The realization that the southern Afghanistan still remains highly threatening, especially Helmand Province as one of the strongholds of Taliban is really encouraging. Inappropriate concentration towards this region can really let the militants grow stronger here and can give them an opportunity to threaten the neighboring areas and spread their insurgency afterwards. This area in particular has to be dealt appropriately by the US-led International forces before they leave the country. Apart from militancy, this area is also notorious because of the opium cultivation and organized crimes. The realization of the importance of the Kandahar Province's outlying districts by the General must also be perceived as a vital one. Kandahar Province has always been in serious security concerns. And every now and then such districts have been used as permeation routes.

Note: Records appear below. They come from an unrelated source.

/// Write every non-attribute entry of `data` as child elements
fn write_data<W: Write>(
    writer: &mut Writer<W>,
    data: &Map<String, Value>,
) -> Result<(), HalError> {
    for (key, value) in data {
        if is_attribute_key(key) || key == TEXT_KEY {
            continue;
        }
        write_element(writer, element_name(key)?, value)?;
    }
    Ok(())
}

fn write_element<W: Write>(
    writer: &mut Writer<W>,
    name: &str,
    value: &Value,
) -> Result<(), HalError> {
    match value {
        // arrays become repeated siblings
        Value::Array(items) => {
            for item in items {
                write_element(writer, name, item)?;
            }
            Ok(())
        }
        Value::Object(object) => {
            let mut start = BytesStart::new(name);
            push_marked_attributes(&mut start, object)?;

            let text = object.get(TEXT_KEY).map(scalar_text);
            let has_children = object
                .keys()
                .any(|key| !is_attribute_key(key) && key != TEXT_KEY);
            if text.is_none() && !has_children {
                return emit(writer, Event::Empty(start));
            }

            emit(writer, Event::Start(start))?;
            if let Some(text) = text {
                emit(writer, Event::Text(BytesText::new(&text)))?;
            }
            write_data(writer, object)?;
            emit(writer, Event::End(BytesEnd::new(name)))
        }
        Value::Null => emit(writer, Event::Empty(BytesStart::new(name))),
        scalar => {
            let text = scalar_text(scalar);
            if text.is_empty() {
                return emit(writer, Event::Empty(BytesStart::new(name)));
            }
            emit(writer, Event::Start(BytesStart::new(name)))?;
            emit(writer, Event::Text(BytesText::new(&text)))?;
            emit(writer, Event::End(BytesEnd::new(name)))
        }
    }
}

fn push_marked_attributes(
    start: &mut BytesStart<'_>,
    data: &Map<String, Value>,
) -> Result<(), HalError> {
    for (key, value) in data {
        if let Some(name) = key.strip_prefix(ATTRIBUTE_MARKER) {
            start.push_attribute((attribute_name(name)?, scalar_text(value).as_str()));
        }
    }
    Ok(())
}

fn emit<W: Write>(writer: &mut Writer<W>, event: Event<'_>) -> Result<(), HalError> {
    writer
        .write_event(event)
        .map_err(|e| HalError::Render(e.to_string()))
}

/// An XML name without a namespace prefix
fn is_local_name(name: &str) -> bool {
    let mut chars = name.chars();
    match chars.next() {
        Some(first) if first.is_alphabetic() || first == '_' => {}
        _ => return false,
    }
    chars.all(|c| c.is_alphanumeric() || matches!(c, '-' | '.' | '_'))
}

fn element_name(name: &str) -> Result<&str, HalError> {
    if is_local_name(name) {
        Ok(name)
    } else {
        Err(HalError::Render(format!(
            "'{}' is not a valid XML element name",
            name
        )))
    }
}

/// Attribute names may carry the always-bound `xml:` prefix
fn attribute_name(name: &str) -> Result<&str, HalError> {
    if is_local_name(name.strip_prefix(XML_PREFIX).unwrap_or(name)) {
        Ok(name)
    } else {
        Err(HalError::Render(format!(
            "'{}' is not a valid XML attribute name",
            name
        )))
    }
}

/// Text form of a value placed in an attribute or text node
fn scalar_text(value: &Value) -> String {
    match value {
        Value::Null => String::new(),
        Value::String(text) => text.clone(),
        Value::Bool(flag) => flag.to_string(),
        Value::Number(number) => number.to_string(),
        nested => nested.to_string(),
    }
}

fn required_attribute<'a>(element: Node<'a, '_>, name: &str) -> Result<&'a str, HalError> {
    element
        .attribute(name)
        .ok_or_else(|| HalError::missing_attribute(element.tag_name().name(), name))
}

/// Local name of an attribute, or `xml:name` in the XML namespace
fn attribute_key(attribute: &Attribute<'_, '_>) -> String {
    match attribute.namespace() {
        Some(XML_NAMESPACE) => format!("{}{}", XML_PREFIX, attribute.name()),
        _ => attribute.name().to_string(),
    }
}

fn marked(name: &str) -> String {
    format!("{}{}", ATTRIBUTE_MARKER, name)
}

/// Convert a data element into a value
///
/// Leaf elements become strings, or a mapping of `@`-attributes plus
/// `#text` when they carry attributes. Elements with child elements become
/// mappings keyed by child name, with any non-blank text under `#text`.
fn element_to_value(element: Node<'_, '_>) -> Value {
    let mut object = Map::new();
    for attribute in element.attributes() {
        object.insert(
            marked(&attribute_key(&attribute)),
            Value::String(attribute.value().to_string()),
        );
    }

    let children: Vec<Node<'_, '_>> = element.children().filter(|node| node.is_element()).collect();
    if children.is_empty() {
        let text = element.text().unwrap_or_default();
        if object.is_empty() {
            return Value::String(text.to_string());
        }
        if !text.is_empty() {
            object.insert(TEXT_KEY.to_string(), Value::String(text.to_string()));
        }
        return Value::Object(object);
    }

    let text: Vec<&str> = element
        .children()
        .filter(|node| node.is_text())
        .filter_map(|node| node.text())
        .map(str::trim)
        .filter(|text| !text.is_empty())
        .collect();
    if !text.is_empty() {
        object.insert(TEXT_KEY.to_string(), Value::String(text.join(" ")));
    }

    for child in children {
        insert_repeated(&mut object, child.tag_name().name(), element_to_value(child));
    }
    Value::Object(object)
}

/// Insert under `key`, collecting repeated keys into an array
fn insert_repeated(object: &mut Map<String, Value>, key: &str, value: Value) {
    match object.get_mut(key) {
        Some(Value::Array(items)) => items.push(value),
        Some(existing) => {
            let first = existing.take();
            *existing = Value::Array(vec![first, value]);
        }
        None => {
            object.insert(key.to_string(), value);
        }
    }
}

Moreover, the shift of logistical and combat support to eastern Afghanistan in winter to counter the terrorist who may cross the border and enter into the country and the plans to counter the growing number of Al-Qaeda members in remote provinces of Kunar and Nuristan, all have been included as the future considerations of security forces. These all plans seem to focus the major security concerns in the country but there are many other issues apart from these ones that also stand paramount as far as security arrangements are concerned. One of the most basic one is the skill of the Afghan forces to be able to convert all these plans to reality. Further, the conduct of the security personnel has been very controversial in the recent months. There have been many occasions when they themselves have brought harm to their seniors, mostly the foreign officers.
Another important program, that General Petraeus has always been in favor of but now has to transfer to his successor, is the recruitment and training of village men as Local Police Forces so that they have the potential to guard their communities themselves and be an integral part of local government. This program is yet to be developed to a large extent as it is shaking to stand on its legs. Out of the planned number of 30,000 men only 7,000 have been recruited so far. And already there has been much controversy regarding the outcome of this program as it is widely believed that the trained and armed men of the villages may turn into an irritating force that can bring much harm to the common people by misuse of power instead of guarding them.
The security arrangements and the insurgency in Afghanistan are not as much dependent on the retirement of General Petraeus as on the overall security strategy being backed by American Government, ISAF, Afghan Forces and Afghan Government. The sincerity, devotion and acumen of all these factors are going to decide Post General Petaeus scenario, to a great extent.